→ DATA FOR PROCESSING
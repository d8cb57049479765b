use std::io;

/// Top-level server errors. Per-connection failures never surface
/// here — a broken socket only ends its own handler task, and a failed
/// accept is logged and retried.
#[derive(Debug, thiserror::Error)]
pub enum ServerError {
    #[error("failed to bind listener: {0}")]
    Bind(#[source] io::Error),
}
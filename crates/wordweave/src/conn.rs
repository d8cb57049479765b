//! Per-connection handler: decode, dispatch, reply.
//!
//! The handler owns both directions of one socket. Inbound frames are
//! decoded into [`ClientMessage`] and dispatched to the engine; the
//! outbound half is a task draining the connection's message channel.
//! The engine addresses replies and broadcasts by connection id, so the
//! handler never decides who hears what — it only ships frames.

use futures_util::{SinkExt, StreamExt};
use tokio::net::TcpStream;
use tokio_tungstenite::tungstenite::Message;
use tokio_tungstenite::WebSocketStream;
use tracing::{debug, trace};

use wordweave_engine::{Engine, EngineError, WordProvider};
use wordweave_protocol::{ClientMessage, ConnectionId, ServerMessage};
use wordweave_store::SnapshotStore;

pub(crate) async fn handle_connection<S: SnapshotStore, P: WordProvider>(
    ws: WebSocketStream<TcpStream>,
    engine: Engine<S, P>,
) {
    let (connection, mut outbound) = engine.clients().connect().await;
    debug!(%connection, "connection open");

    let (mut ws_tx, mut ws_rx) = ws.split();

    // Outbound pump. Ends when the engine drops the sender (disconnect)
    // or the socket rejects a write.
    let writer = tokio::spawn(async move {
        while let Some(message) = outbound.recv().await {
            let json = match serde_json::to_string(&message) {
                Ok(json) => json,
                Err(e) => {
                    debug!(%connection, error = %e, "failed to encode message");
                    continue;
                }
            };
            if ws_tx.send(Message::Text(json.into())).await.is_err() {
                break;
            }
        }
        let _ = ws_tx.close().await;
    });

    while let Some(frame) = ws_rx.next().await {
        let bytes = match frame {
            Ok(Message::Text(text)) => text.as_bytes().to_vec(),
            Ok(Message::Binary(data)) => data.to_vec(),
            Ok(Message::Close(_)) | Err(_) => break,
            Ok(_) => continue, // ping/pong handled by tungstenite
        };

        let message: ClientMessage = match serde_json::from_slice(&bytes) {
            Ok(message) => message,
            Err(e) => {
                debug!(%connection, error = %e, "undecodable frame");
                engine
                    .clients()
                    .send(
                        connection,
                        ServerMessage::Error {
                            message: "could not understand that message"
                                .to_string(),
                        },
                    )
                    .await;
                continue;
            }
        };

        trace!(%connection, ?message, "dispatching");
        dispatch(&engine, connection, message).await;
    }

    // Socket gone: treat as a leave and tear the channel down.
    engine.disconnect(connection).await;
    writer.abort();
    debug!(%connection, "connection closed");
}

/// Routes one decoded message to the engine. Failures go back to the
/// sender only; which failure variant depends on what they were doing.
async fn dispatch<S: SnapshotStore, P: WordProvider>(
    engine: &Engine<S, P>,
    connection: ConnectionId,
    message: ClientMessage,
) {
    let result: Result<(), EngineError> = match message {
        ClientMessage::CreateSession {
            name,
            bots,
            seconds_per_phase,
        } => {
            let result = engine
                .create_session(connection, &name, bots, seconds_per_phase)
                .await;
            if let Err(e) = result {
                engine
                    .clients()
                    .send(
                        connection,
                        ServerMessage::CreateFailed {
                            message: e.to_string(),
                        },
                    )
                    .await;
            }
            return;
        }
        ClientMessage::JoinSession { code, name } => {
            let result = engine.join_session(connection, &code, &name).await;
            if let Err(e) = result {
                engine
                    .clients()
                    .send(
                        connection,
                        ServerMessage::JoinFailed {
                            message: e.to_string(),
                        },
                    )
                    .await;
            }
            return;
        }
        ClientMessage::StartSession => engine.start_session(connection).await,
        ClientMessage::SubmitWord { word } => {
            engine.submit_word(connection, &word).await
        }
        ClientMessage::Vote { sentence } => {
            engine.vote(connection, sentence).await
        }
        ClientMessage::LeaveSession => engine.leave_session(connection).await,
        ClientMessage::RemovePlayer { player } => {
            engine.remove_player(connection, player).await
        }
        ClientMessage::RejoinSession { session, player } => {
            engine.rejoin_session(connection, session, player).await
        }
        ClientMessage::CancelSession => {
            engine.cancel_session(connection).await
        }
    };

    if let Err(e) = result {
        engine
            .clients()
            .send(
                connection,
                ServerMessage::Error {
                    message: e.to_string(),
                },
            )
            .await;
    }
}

→ WORK ITEM
Go through the records line by line and count those that contain the string "sentence". Answer with the count alone.

→ ANSWER BOX
2